The truth is that Echos saws are built better than home owner Stihl and Husky saws unless you cant see, I used to be Stihl untill I used and took apart a few Echo saws and wasn't blinded by orange glasses. Steve


----------



## Javelin (Jan 11, 2010)

Echo seems to be on the move with there saws. The 530 is a very good performer on line easily with a ms260pro. The new 600 is a real surprise in fact I am just very pleased with it.


----------



## Cliff R (Jan 11, 2010)

Agreed, the newer Echo saws are very well made, and have good power to weight ratios. I've owned just about every one of their newer models. The CS-510/520's are excellent, and respond very well to a minor muffler mod.

Without exception every Echo saw I've obtained was too lean right out of the box. Plan on setting the carburetor on the first outing. 

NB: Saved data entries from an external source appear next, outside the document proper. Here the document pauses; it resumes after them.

// Copyright 2023-Present Datadog, Inc. https://www.datadoghq.com/
// SPDX-License-Identifier: Apache-2.0

use std::env;
use std::path::PathBuf;
use std::str::FromStr;
use std::time::Duration;

use crate::address::TargetConfig;
use crate::command::CommandChannelSettings;
use crate::connection::RetrySettings;
use crate::error::ConfigError;
use crate::identity::{get_hostname, AgentIdentity};

const DEFAULT_REQUEST_TIMEOUT_SECS: u64 = 30;
const DEFAULT_RETRY_BASE_MILLIS: u64 = 2000;
const DEFAULT_RETRY_MAX_TOTAL_MILLIS: u64 = 30_000;
const DEFAULT_HANDSHAKE_MAX_DELAY_MILLIS: u64 = 15_000;
const DEFAULT_COMMAND_RECONNECT_DELAY_MILLIS: u64 = 1000;
const DEFAULT_SHUTDOWN_TIMEOUT_SECS: u64 = 10;

#[derive(Debug, Clone)]
pub struct ExporterConfig {
    pub collector: TargetConfig,
    pub agent_id: Option<String>,
    /// Legacy slash-separated rollup path.
    pub rollup_id: Option<String>,
    pub host_name: String,
    /// Directory holding the config-sync marker.
    pub conf_dir: PathBuf,
    pub config_read_only: bool,
    pub log_level: String,
    pub request_timeout: Duration,
    pub retry: RetrySettings,
    pub command: CommandChannelSettings,
    pub shutdown_timeout: Duration,
}

impl ExporterConfig {
    /// Reads the configuration from `AGENT_*` environment variables.
    ///
    /// The collector address is parsed here, so a malformed or mixed-scheme
    /// address list fails before any network activity.
    pub fn from_env() -> Result<ExporterConfig, ConfigError> {
        let address = non_empty_var("AGENT_COLLECTOR_ADDRESS")
            .ok_or(ConfigError::Missing("AGENT_COLLECTOR_ADDRESS"))?;
        let authority = non_empty_var("AGENT_COLLECTOR_AUTHORITY");
        let collector = TargetConfig::parse(&address, authority.as_deref())?;

        let retry = RetrySettings {
            base: Duration::from_millis(parse_var(
                "AGENT_RETRY_BASE_MILLIS",
                DEFAULT_RETRY_BASE_MILLIS,
            )?),
            max_total: Duration::from_millis(parse_var(
                "AGENT_RETRY_MAX_TOTAL_MILLIS",
                DEFAULT_RETRY_MAX_TOTAL_MILLIS,
            )?),
            handshake_max_delay: Duration::from_millis(parse_var(
                "AGENT_HANDSHAKE_MAX_DELAY_MILLIS",
                DEFAULT_HANDSHAKE_MAX_DELAY_MILLIS,
            )?),
        };
        if retry.base.is_zero() {
            return Err(ConfigError::InvalidConfig(
                "AGENT_RETRY_BASE_MILLIS must be greater than zero".to_string(),
            ));
        }

        let command = CommandChannelSettings {
            reconnect_delay: Duration::from_millis(parse_var(
                "AGENT_COMMAND_RECONNECT_DELAY_MILLIS",
                DEFAULT_COMMAND_RECONNECT_DELAY_MILLIS,
            )?),
            ..CommandChannelSettings::default()
        };

        Ok(ExporterConfig {
            collector,
            agent_id: non_empty_var("AGENT_ID"),
            rollup_id: non_empty_var("AGENT_ROLLUP_ID"),
            host_name: get_hostname(),
            conf_dir: non_empty_var("AGENT_CONF_DIR")
                .map(PathBuf::from)
                .unwrap_or_else(|| PathBuf::from(".")),
            config_read_only: parse_bool_var("AGENT_CONFIG_READ_ONLY")?,
            log_level: env::var("AGENT_LOG_LEVEL")
                .map(|level| level.to_lowercase())
                .unwrap_or_else(|_| "info".to_string()),
            request_timeout: Duration::from_secs(parse_var(
                "AGENT_REQUEST_TIMEOUT_SECS",
                DEFAULT_REQUEST_TIMEOUT_SECS,
            )?),
            retry,
            command,
            shutdown_timeout: Duration::from_secs(parse_var(
                "AGENT_SHUTDOWN_TIMEOUT_SECS",
                DEFAULT_SHUTDOWN_TIMEOUT_SECS,
            )?),
        })
    }

    pub fn identity(&self) -> AgentIdentity {
        AgentIdentity::resolve(
            self.agent_id.as_deref(),
            self.rollup_id.as_deref(),
            &self.host_name,
        )
    }
}

fn non_empty_var(name: &str) -> Option<String> {
    env::var(name)
        .ok()
        .map(|value| value.trim().to_string())
        .filter(|value| !value.is_empty())
}

fn parse_var<T: FromStr>(name: &'static str, default: T) -> Result<T, ConfigError> {
    match non_empty_var(name) {
        None => Ok(default),
        Some(value) => value
            .parse::<T>()
            .map_err(|_| ConfigError::InvalidConfig(format!("{name}: invalid value '{value}'"))),
    }
}

fn parse_bool_var(name: &'static str) -> Result<bool, ConfigError> {
    match non_empty_var(name).map(|value| value.to_lowercase()).as_deref() {
        None | Some("false") | Some("0") => Ok(false),
        Some("true") | Some("1") => Ok(true),
        Some(other) => Err(ConfigError::InvalidConfig(format!(
            "{name}: invalid value '{other}'"
        ))),
    }
}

The two saws in Echo's line-up that were the least impressive were the CS-440 and CS-800. They were both slow and not all that powerful. The little CS-370's are very good saws, as is the CS-400, but they are not high rpm engines, more mid-range. The CS-510/520's are very strong performers, and love to rev and cut at high rpm's.

Having no experience with the CS-450, I can't tell you how it will perform. It appears to be more of a "Pro" type saw than the CS-440. Hopefully it will be designed/ported in a similiar fashion as the CS-510/520's.....Cliff


----------



## Analyst Man (Jan 12, 2010)

More helpful information, and again I want to thank you guys.

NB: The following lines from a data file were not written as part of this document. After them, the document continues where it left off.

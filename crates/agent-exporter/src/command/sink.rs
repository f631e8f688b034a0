// Copyright 2023-Present Datadog, Inc. https://www.datadoghq.com/
// SPDX-License-Identifier: Apache-2.0

use std::time::Duration;

use collector_proto::AgentResponse;
use tokio::sync::{mpsc, watch};
use tokio::time::Instant;

#[derive(Debug, Clone, PartialEq, Eq, thiserror::Error)]
#[error("no downstream connection became available within {0:?}")]
pub struct SinkUnavailable(pub Duration);

/// Single-slot handoff of the current downstream writer.
///
/// A reconnect replaces the writer atomically. Writers that find no writer,
/// or whose writer was torn down mid-send, wait for the next one instead of
/// failing the command.
#[derive(Debug)]
pub struct ResponseSink {
    slot: watch::Sender<Option<mpsc::Sender<AgentResponse>>>,
}

impl Default for ResponseSink {
    fn default() -> Self {
        let (slot, _) = watch::channel(None);
        Self { slot }
    }
}

impl ResponseSink {
    pub fn install(&self, writer: mpsc::Sender<AgentResponse>) {
        self.slot.send_replace(Some(writer));
    }

    pub fn clear(&self) {
        self.slot.send_replace(None);
    }

    pub fn is_installed(&self) -> bool {
        self.slot.borrow().is_some()
    }

    pub async fn send(&self, response: AgentResponse, wait: Duration) -> Result<(), SinkUnavailable> {
        let deadline = Instant::now() + wait;
        let mut slot = self.slot.subscribe();
        let mut response = response;
        let mut failed: Option<mpsc::Sender<AgentResponse>> = None;

        loop {
            let writer = {
                let writer = tokio::time::timeout_at(
                    deadline,
                    slot.wait_for(|current| match (current, &failed) {
                        (Some(writer), Some(failed)) => !writer.same_channel(failed),
                        (Some(_), None) => true,
                        (None, _) => false,
                    }),
                )
                .await;
                match writer {
                    Ok(Ok(current)) => current.clone(),
                    _ => return Err(SinkUnavailable(wait)),
                }
            };
            let Some(writer) = writer else {
                return Err(SinkUnavailable(wait));
            };

            match writer.send(response).await {
                Ok(()) => return Ok(()),
                Err(mpsc::error::SendError(returned)) => {
                    response = returned;
                    failed = Some(writer);
                }
            }
        }
    }
}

Someone mentioned that clutch driven oilers use a worm drive system. I understand the principle behind worm drives like the one found on my worm-drive Skillsaw (circular saw) and assume that this is the same design. Are there any pros or cons to this as an oiling system in a chain saw? Actually anything will be an improvement over the old push to oil systems that I’m used to on my old McCulloch’s. What’ your take on a constant oiler vs a clutch driven oiler?

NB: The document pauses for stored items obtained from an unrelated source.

/// Transport over the resolved collector endpoints, picked round robin per call.
pub struct HttpTransport {
    endpoints: RoundRobin<Endpoint>,
    authority: Option<String>,
    io_tasks: TaskTracker,
    cancel: CancellationToken,
}

impl HttpTransport {
    pub fn new(
        resolved: ResolvedTargets,
        options: &HttpTransportOptions,
    ) -> Result<Self, ConfigError> {
        let scheme = resolved.scheme;
        let endpoints = resolved
            .endpoints
            .into_iter()
            .map(|endpoint| build_endpoint(scheme, endpoint, options))
            .collect::<Result<Vec<_>, _>>()?;
        let endpoints = RoundRobin::new(endpoints)
            .ok_or_else(|| ConfigError::InvalidConfig("no collector endpoints".to_string()))?;

        Ok(Self {
            endpoints,
            authority: resolved.authority,
            io_tasks: TaskTracker::new(),
            cancel: CancellationToken::new(),
        })
    }

    /// Returns the body of a successful response.
    async fn post(
        &self,
        path: &str,
        content_type: &'static str,
        body: Vec<u8>,
    ) -> Result<Vec<u8>, Status> {
        let endpoint = self.endpoints.pick();
        let url = format!("{}{}", endpoint.base_url, path);
        debug!(url = %url, body_len = body.len(), "collector HTTP request");

        let mut builder = endpoint
            .client
            .post(&url)
            .header(CONTENT_TYPE, content_type)
            .body(body);
        if let Some(authority) = &self.authority {
            let value = HeaderValue::from_str(authority)
                .map_err(|_| Status::new(Code::InvalidArgument, "invalid authority override"))?;
            builder = builder.header(HOST, value);
        }

        let response = builder.send().await.map_err(map_reqwest_error)?;
        let status = response.status();
        let bytes = response.bytes().await.map_err(map_reqwest_error)?;
        debug!(url = %url, status = %status, "collector HTTP response");

        if let Err(mut error) = classify_status(status) {
            let body = String::from_utf8_lossy(&bytes);
            if !body.is_empty() {
                error.message = format!("{}: {}", error.message, body);
            }
            return Err(error);
        }
        Ok(bytes.to_vec())
    }

    async fn post_json<B: Serialize>(&self, path: &str, body: &B) -> Result<Vec<u8>, Status> {
        let body = serde_json::to_vec(body).map_err(encode_error)?;
        self.post(path, JSON_CONTENT_TYPE, body).await
    }

    async fn post_stream<F: Serialize>(&self, path: &str, frames: &[F]) -> Result<Vec<u8>, Status> {
        let body = encode_ndjson(frames)?;
        self.post(path, NDJSON_CONTENT_TYPE, body).await
    }
}

fn build_endpoint(
    scheme: Scheme,
    resolved: ResolvedEndpoint,
    options: &HttpTransportOptions,
) -> Result<Endpoint, ConfigError> {
    let host_port = resolved.target.host_port();
    let mut builder = Client::builder()
        .timeout(options.request_timeout)
        .user_agent(options.user_agent.clone());
    if let Some(addr) = resolved.addr {
        // keep the host name for TLS verification while pinning the resolved address
        builder = builder.resolve(&resolved.target.host, addr);
    }
    let client = builder
        .build()
        .map_err(|e| ConfigError::InvalidConfig(format!("unable to build HTTP client: {e}")))?;

    Ok(Endpoint {
        base_url: format!("{}://{}", scheme.http(), host_port),
        ws_url: format!("{}://{}", scheme.websocket(), host_port),
        client,
        resolved,
    })
}

/// Maps HTTP status codes onto transport status codes.
fn classify_status(status: StatusCode) -> Result<(), Status> {
    if status.is_success() {
        return Ok(());
    }
    let code = match status {
        StatusCode::TOO_MANY_REQUESTS => Code::ResourceExhausted,
        StatusCode::REQUEST_TIMEOUT | StatusCode::GATEWAY_TIMEOUT => Code::DeadlineExceeded,
        StatusCode::UNAUTHORIZED | StatusCode::FORBIDDEN => Code::Unauthenticated,
        StatusCode::PRECONDITION_FAILED => Code::FailedPrecondition,
        StatusCode::NOT_FOUND | StatusCode::NOT_IMPLEMENTED => Code::Unimplemented,
        s if s.is_server_error() => Code::Unavailable,
        _ => Code::InvalidArgument,
    };
    Err(Status::new(code, format!("HTTP status {}", status.as_u16())))
}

Also, is there a way to find out if the CS 450 is ported like the 510/520? (thanks for that thought Cliff)


----------



## Cliff R (Jan 12, 2010)

I don't know of anyone who's checked one out that close?

I was really surprised at how much more power a CS-510 has than a CS-440, having owned both of those saws. 

I read on a thread here someplace that the porting in the CS-510 jug has much larger transfers than the CS-440, but I've never taken any of these saws down to look at them that close.

I can tell you for certain, the CS-510 is a strong running saw at every level, and has proven to be dead solid reliable now for quite a few years. I use mine frequently, as it's pretty fast cutting for 50cc and we cut a lot of tops left over from logging operations. It is also very fuel efficient.

The CS-450 is a nice design, and I'm glad to see Echo continuing to step up with better models. One would hope that they gave it a high performance engine to go with the "pro" features.....Cliff


----------



## Analyst Man (Jan 12, 2010)

I created an account with Echo this morning and asked the support team if the 450 is ported like the 510 and 520, and what the difference is between a CS-450 and a CS -450P. I’ll post the answers in this thread when they reply.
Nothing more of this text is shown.